| INFORMATION |
use std::fmt;
use std::str::FromStr;

use serde::{Deserialize, Serialize};

use crate::error::AiError;

/**
 * \brief Provider 协议族，决定使用哪一个 Adapter。
 */
#[derive(Debug, Clone, PartialEq, Eq, Serialize, Deserialize)]
#[serde(rename_all = "kebab-case")]
pub enum ProviderType {
    OpenaiCompatible,
    Anthropic,
    GoogleAi,
    Dify,
    /** \brief 未识别的类型，按 OpenAI 兼容格式处理。 */
    #[serde(untagged)]
    Other(String),
}

impl ProviderType {
    pub fn as_str(&self) -> &str {
        match self {
            ProviderType::OpenaiCompatible => "openai-compatible",
            ProviderType::Anthropic => "anthropic",
            ProviderType::GoogleAi => "google-ai",
            ProviderType::Dify => "dify",
            ProviderType::Other(raw) => raw.as_str(),
        }
    }

    pub fn parse(raw: &str) -> Self {
        match raw.trim().to_ascii_lowercase().as_str() {
            "openai-compatible" => ProviderType::OpenaiCompatible,
            "anthropic" => ProviderType::Anthropic,
            "google-ai" => ProviderType::GoogleAi,
            "dify" => ProviderType::Dify,
            _ => ProviderType::Other(raw.to_string()),
        }
    }
}

impl fmt::Display for ProviderType {
    fn fmt(&self, f: &mut fmt::Formatter<'_>) -> fmt::Result {
        f.write_str(self.as_str())
    }
}

/**
 * \brief Provider 下的单个模型描述。
 */
#[derive(Debug, Clone, PartialEq, Serialize, Deserialize)]
#[serde(rename_all = "camelCase")]
pub struct ModelDescriptor {
    /** \brief 模型 ID，在同一 Provider 内唯一 */
    pub id: String,
    /** \brief 显示名称 */
    pub display_name: String,
}

/**
 * \brief Provider 配置模型，执行期间只读。
 */
#[derive(Debug, Clone, Serialize, Deserialize)]
#[serde(rename_all = "camelCase")]
pub struct ProviderConfig {
    /** \brief Provider 标识，例如 "openai" */
    pub provider_id: String,
    /** \brief 显示名称 */
    pub name: String,
    /** \brief 协议类型 */
    #[serde(rename = "type")]
    pub provider_type: ProviderType,
    /** \brief API Key（部分 Provider 可为空） */
    #[serde(default)]
    pub api_key: Option<String>,
    /** \brief 用户配置的请求地址 */
    #[serde(default, rename = "baseURL")]
    pub base_url: String,
    /** \brief 默认请求地址 */
    #[serde(default, rename = "defaultBaseURL")]
    pub default_base_url: String,
    #[serde(default)]
    pub temperature: Option<f64>,
    #[serde(default)]
    pub max_tokens: Option<u32>,
    #[serde(default)]
    pub models: Vec<ModelDescriptor>,
}

impl ProviderConfig {
    /** \brief 优先使用用户地址，否则回退到默认地址。 */
    pub fn effective_base_url(&self) -> &str {
        if self.base_url.trim().is_empty() {
            self.default_base_url.trim_end_matches('/')
        } else {
            self.base_url.trim_end_matches('/')
        }
    }

    pub fn api_key(&self) -> Option<&str> {
        self.api_key.as_deref().filter(|k| !k.trim().is_empty())
    }

    pub fn model(&self, model_id: &str) -> Option<&ModelDescriptor> {
        self.models.iter().find(|m| m.id == model_id)
    }
}

/**
 * \brief `providerId/modelId` 组合标识。
 */
#[derive(Debug, Clone, PartialEq, Eq, Hash)]
pub struct FullModelId {
    pub provider_id: String,
    pub model_id: String,
}

impl FullModelId {
    pub fn parse(raw: &str) -> Result<Self, AiError> {
        let mut halves = raw.split('/');
        match (halves.next(), halves.next(), halves.next()) {
            (Some(provider), Some(model), None) if !provider.is_empty() && !model.is_empty() => {
                Ok(Self {
                    provider_id: provider.to_string(),
                    model_id: model.to_string(),
                })
            }
            _ => Err(AiError::Config(format!("Invalid full model ID format: {raw}"))),
        }
    }
}

impl FromStr for FullModelId {
    type Err = AiError;

    fn from_str(s: &str) -> Result<Self, Self::Err> {
        Self::parse(s)
    }
}

impl fmt::Display for FullModelId {
    fn fmt(&self, f: &mut fmt::Formatter<'_>) -> fmt::Result {
        write!(f, "{}/{}", self.provider_id, self.model_id)
    }
}

/**
 * \brief 归一化后的消息角色。
 */
#[derive(Debug, Clone, Copy, PartialEq, Eq)]
pub enum Role {
    User,
    Assistant,
    System,
}

impl Role {
    /** \brief `ai`/`assistant` 视为助手，`system` 保留，其余（含缺省）视为用户。 */
    pub fn normalize(raw: &str) -> Self {
        match raw.trim().to_ascii_lowercase().as_str() {
            "ai" | "assistant" => Role::Assistant,
            "system" => Role::System,
            _ => Role::User,
        }
    }

    pub fn as_str(self) -> &'static str {
        match self {
            Role::User => "user",
            Role::Assistant => "assistant",
            Role::System => "system",
        }
    }
}

/**
 * \brief 多模态内容片段，OpenAI 风格。
 */
#[derive(Debug, Clone, PartialEq, Serialize, Deserialize)]
#[serde(tag = "type", rename_all = "snake_case")]
pub enum ContentPart {
    Text { text: String },
    ImageUrl { image_url: ImageUrl },
}

#[derive(Debug, Clone, PartialEq, Serialize, Deserialize)]
pub struct ImageUrl {
    pub url: String,
}

/**
 * \brief 消息正文：纯文本或片段列表。
 */
#[derive(Debug, Clone, PartialEq, Serialize, Deserialize)]
#[serde(untagged)]
pub enum MessageContent {
    Text(String),
    Parts(Vec<ContentPart>),
}

impl MessageContent {
    /** \brief 拼接全部文本片段。 */
    pub fn text(&self) -> String {
        match self {
            MessageContent::Text(text) => text.clone(),
            MessageContent::Parts(parts) => parts
                .iter()
                .filter_map(|p| match p {
                    ContentPart::Text { text } => Some(text.as_str()),
                    ContentPart::ImageUrl { .. } => None,
                })
                .collect::<Vec<_>>()
                .join(""),
        }
    }
}

impl Default for MessageContent {
    fn default() -> Self {
        MessageContent::Text(String::new())
    }
}

impl From<&str> for MessageContent {
    fn from(value: &str) -> Self {
        MessageContent::Text(value.to_string())
    }
}

impl From<String> for MessageContent {
    fn from(value: String) -> Self {
        MessageContent::Text(value)
    }
}

/**
 * \brief 附件元数据。
 */
#[derive(Debug, Clone, PartialEq, Serialize, Deserialize)]
#[serde(rename_all = "camelCase")]
pub struct Attachment {
    pub name: String,
    #[serde(default)]
    pub mime_type: Option<String>,
    /** \brief data URL 或远程地址 */
    #[serde(default)]
    pub url: Option<String>,
}

/**
 * \brief 消息结构，与 OpenAI Chat 消息格式对齐。
 */
#[derive(Debug, Clone, PartialEq, Serialize, Deserialize)]
#[serde(rename_all = "camelCase")]
pub struct Message {
    /** \brief 角色：system/user/assistant（兼容 ai） */
    #[serde(default)]
    pub role: String,
    /** \brief 内容 */
    #[serde(default)]
    pub content: MessageContent,
    /** \brief 图片 data URL */
    #[serde(default, skip_serializing_if = "Option::is_none")]
    pub images: Option<Vec<String>>,
    #[serde(default, skip_serializing_if = "Option::is_none")]
    pub attached_files: Option<Vec<Attachment>>,
}

impl Message {
    pub fn new(role: &str, content: impl Into<MessageContent>) -> Self {
        Self {
            role: role.to_string(),
            content: content.into(),
            images: None,
            attached_files: None,
        }
    }

    pub fn user(content: impl Into<MessageContent>) -> Self {
        Self::new("user", content)
    }

    pub fn assistant(content: impl Into<MessageContent>) -> Self {
        Self::new("assistant", content)
    }

    pub fn system(content: impl Into<MessageContent>) -> Self {
        Self::new("system", content)
    }

    pub fn with_images(mut self, images: Vec<String>) -> Self {
        self.images = Some(images);
        self
    }

    pub fn with_attachments(mut self, files: Vec<Attachment>) -> Self {
        self.attached_files = Some(files);
        self
    }

    pub fn role(&self) -> Role {
        Role::normalize(&self.role)
    }

    pub fn images(&self) -> &[String] {
        self.images.as_deref().unwrap_or(&[])
    }

    pub fn attachments(&self) -> &[Attachment] {
        self.attached_files.as_deref().unwrap_or(&[])
    }
}

/**
 * \brief 执行模式。
 */
#[derive(Debug, Clone, Copy, PartialEq, Eq, Serialize, Deserialize)]
#[serde(rename_all = "kebab-case")]
pub enum ExecutionMode {
    Single,
    RunRace,
    TestRace,
}

impl ExecutionMode {
    pub fn as_str(self) -> &'static str {
        match self {
            ExecutionMode::Single => "single",
            ExecutionMode::RunRace => "run-race",
            ExecutionMode::TestRace => "test-race",
        }
    }
}

impl FromStr for ExecutionMode {
    type Err = AiError;

    fn from_str(s: &str) -> Result<Self, Self::Err> {
        match s.trim() {
            "" => Err(AiError::Validation("Mode is required".to_string())),
            "single" => Ok(ExecutionMode::Single),
            "run-race" => Ok(ExecutionMode::RunRace),
            "test-race" => Ok(ExecutionMode::TestRace),
            other => Err(AiError::Validation(format!("Unsupported mode: {other}"))),
        }
    }
}

impl fmt::Display for ExecutionMode {
    fn fmt(&self, f: &mut fmt::Formatter<'_>) -> fmt::Result {
        f.write_str(self.as_str())
    }
}

/**
 * \brief 单次请求的模型选择与参数。
 */
#[derive(Debug, Clone, Default, PartialEq, Serialize, Deserialize)]
#[serde(rename_all = "camelCase")]
pub struct ExecutionConfig {
    /** \brief `providerId/modelId` 列表 */
    #[serde(default)]
    pub models: Vec<String>,
    #[serde(default, skip_serializing_if = "Option::is_none")]
    pub is_race_mode: Option<bool>,
    #[serde(default, skip_serializing_if = "Option::is_none")]
    pub temperature: Option<f64>,
    #[serde(default, skip_serializing_if = "Option::is_none")]
    pub max_tokens: Option<u32>,
    /** \brief 本地单模型超时（毫秒），缺省不限时 */
    #[serde(default, skip_serializing_if = "Option::is_none")]
    pub timeout_ms: Option<u64>,
}

impl ExecutionConfig {
    pub fn with_models<I, S>(models: I) -> Self
    where
        I: IntoIterator<Item = S>,
        S: Into<String>,
    {
        Self {
            models: models.into_iter().map(Into::into).collect(),
            ..Default::default()
        }
    }
}

/**
 * \brief 一次成功执行的结果，返回后不再修改。
 */
#[derive(Debug, Clone, PartialEq, Serialize, Deserialize)]
#[serde(rename_all = "camelCase")]
pub struct ExecutionResult {
    pub content: String,
    pub provider_id: String,
    pub full_model_id: String,
    pub streamed: bool,
}

/**
 * \brief test-race 中单个模型的状态。
 */
#[derive(Debug, Clone, Copy, PartialEq, Eq)]
pub enum RaceStatus {
    Ok,
    Error(u16),
    Aborted,
    Timeout,
    NetworkOrOther,
}

impl fmt::Display for RaceStatus {
    fn fmt(&self, f: &mut fmt::Formatter<'_>) -> fmt::Result {
        match self {
            RaceStatus::Ok => f.write_str("OK"),
            RaceStatus::Error(code) => write!(f, "Error ({code})"),
            RaceStatus::Aborted => f.write_str("Aborted"),
            RaceStatus::Timeout => f.write_str("Timeout"),
            RaceStatus::NetworkOrOther => f.write_str("Error (Network/Other)"),
        }
    }
}

impl FromStr for RaceStatus {
    type Err = AiError;

    fn from_str(s: &str) -> Result<Self, Self::Err> {
        match s {
            "OK" => Ok(RaceStatus::Ok),
            "Aborted" => Ok(RaceStatus::Aborted),
            "Timeout" => Ok(RaceStatus::Timeout),
            "Error (Network/Other)" => Ok(RaceStatus::NetworkOrOther),
            other => other
                .strip_prefix("Error (")
                .and_then(|rest| rest.strip_suffix(')'))
                .and_then(|code| code.parse().ok())
                .map(RaceStatus::Error)
                .ok_or_else(|| AiError::Stream(format!("unknown race status: {other}"))),
        }
    }
}

impl Serialize for RaceStatus {
    fn serialize<S: serde::Serializer>(&self, serializer: S) -> Result<S::Ok, S::Error> {
        serializer.collect_str(self)
    }
}

impl<'de> Deserialize<'de> for RaceStatus {
    fn deserialize<D: serde::Deserializer<'de>>(deserializer: D) -> Result<Self, D::Error> {
        let raw = String::deserialize(deserializer)?;
        raw.parse().map_err(serde::de::Error::custom)
    }
}

/**
 * \brief test-race 的单个模型报告。
 */
#[derive(Debug, Clone, PartialEq, Serialize, Deserialize)]
#[serde(rename_all = "camelCase")]
pub struct RaceEntry {
    pub full_model_id: String,
    pub name: String,
    pub provider: String,
    /** \brief 毫秒 */
    pub latency: u64,
    pub status: RaceStatus,
    pub error: Option<String>,
}

/**
 * \brief Dispatcher 的输出：普通结果或 test-race 报告。
 */
#[derive(Debug, Clone, PartialEq)]
pub enum DispatchOutput {
    Completion(ExecutionResult),
    TestRace(Vec<RaceEntry>),
}

impl DispatchOutput {
    pub fn into_completion(self) -> Result<ExecutionResult, AiError> {
        match self {
            DispatchOutput::Completion(result) => Ok(result),
            DispatchOutput::TestRace(_) => Err(AiError::Validation(
                "test-race produces a diagnostic report, not a completion".to_string(),
            )),
        }
    }

    pub fn into_race_report(self) -> Result<Vec<RaceEntry>, AiError> {
        match self {
            DispatchOutput::TestRace(entries) => Ok(entries),
            DispatchOutput::Completion(_) => Err(AiError::Validation(
                "only test-race produces a diagnostic report".to_string(),
            )),
        }
    }
}

#[cfg(test)]
mod tests {
    use super::*;

    #[test]
    fn test_full_model_id_parses_two_halves() {
        let id = FullModelId::parse("openai/gpt-4o").expect("parse");
        assert_eq!(id.provider_id, "openai");
        assert_eq!(id.model_id, "gpt-4o");
        assert_eq!(id.to_string(), "openai/gpt-4o");
    }

    #[test]
    fn test_full_model_id_rejects_malformed() {
        for raw in ["", "openai", "/gpt", "openai/", "a/b/c", "/"] {
            let err = FullModelId::parse(raw).expect_err(raw);
            assert!(matches!(err, AiError::Config(_)), "{raw}: {err:?}");
        }
    }

    #[test]
    fn test_role_normalization() {
        assert_eq!(Role::normalize("ai"), Role::Assistant);
        assert_eq!(Role::normalize("assistant"), Role::Assistant);
        assert_eq!(Role::normalize("system"), Role::System);
        assert_eq!(Role::normalize(""), Role::User);
        assert_eq!(Role::normalize("tool"), Role::User);
    }

    #[test]
    fn test_provider_type_unknown_is_kept() {
        let parsed: ProviderType = serde_json::from_str("\"groq-native\"").expect("deserialize");
        assert_eq!(parsed, ProviderType::Other("groq-native".to_string()));
        let known: ProviderType = serde_json::from_str("\"google-ai\"").expect("deserialize");
        assert_eq!(known, ProviderType::GoogleAi);
    }

    #[test]
    fn test_race_status_text() {
        assert_eq!(RaceStatus::Error(429).to_string(), "Error (429)");
        assert_eq!("Error (503)".parse::<RaceStatus>().unwrap(), RaceStatus::Error(503));
        assert_eq!("Aborted".parse::<RaceStatus>().unwrap(), RaceStatus::Aborted);
        assert!("Weird".parse::<RaceStatus>().is_err());
    }

    #[test]
    fn test_message_wire_shape() {
        let msg = Message::user("hi").with_images(vec!["data:image/png;base64,AA".into()]);
        let value = serde_json::to_value(&msg).expect("serialize");
        assert_eq!(value["role"], "user");
        assert_eq!(value["content"], "hi");
        assert!(value.get("attachedFiles").is_none());
        let back: Message = serde_json::from_value(value).expect("deserialize");
        assert_eq!(back, msg);
    }
}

| WORK TASK |
From the first line of the data above through the line containing "pub struct ModelDescriptor", set each line down again exactly; include both ends and omit everything else.

| TASK ANSWER |
use std::fmt;
use std::str::FromStr;

use serde::{Deserialize, Serialize};

use crate::error::AiError;

/**
 * \brief Provider 协议族，决定使用哪一个 Adapter。
 */
#[derive(Debug, Clone, PartialEq, Eq, Serialize, Deserialize)]
#[serde(rename_all = "kebab-case")]
pub enum ProviderType {
    OpenaiCompatible,
    Anthropic,
    GoogleAi,
    Dify,
    /** \brief 未识别的类型，按 OpenAI 兼容格式处理。 */
    #[serde(untagged)]
    Other(String),
}

impl ProviderType {
    pub fn as_str(&self) -> &str {
        match self {
            ProviderType::OpenaiCompatible => "openai-compatible",
            ProviderType::Anthropic => "anthropic",
            ProviderType::GoogleAi => "google-ai",
            ProviderType::Dify => "dify",
            ProviderType::Other(raw) => raw.as_str(),
        }
    }

    pub fn parse(raw: &str) -> Self {
        match raw.trim().to_ascii_lowercase().as_str() {
            "openai-compatible" => ProviderType::OpenaiCompatible,
            "anthropic" => ProviderType::Anthropic,
            "google-ai" => ProviderType::GoogleAi,
            "dify" => ProviderType::Dify,
            _ => ProviderType::Other(raw.to_string()),
        }
    }
}

impl fmt::Display for ProviderType {
    fn fmt(&self, f: &mut fmt::Formatter<'_>) -> fmt::Result {
        f.write_str(self.as_str())
    }
}

/**
 * \brief Provider 下的单个模型描述。
 */
#[derive(Debug, Clone, PartialEq, Serialize, Deserialize)]
#[serde(rename_all = "camelCase")]
pub struct ModelDescriptor {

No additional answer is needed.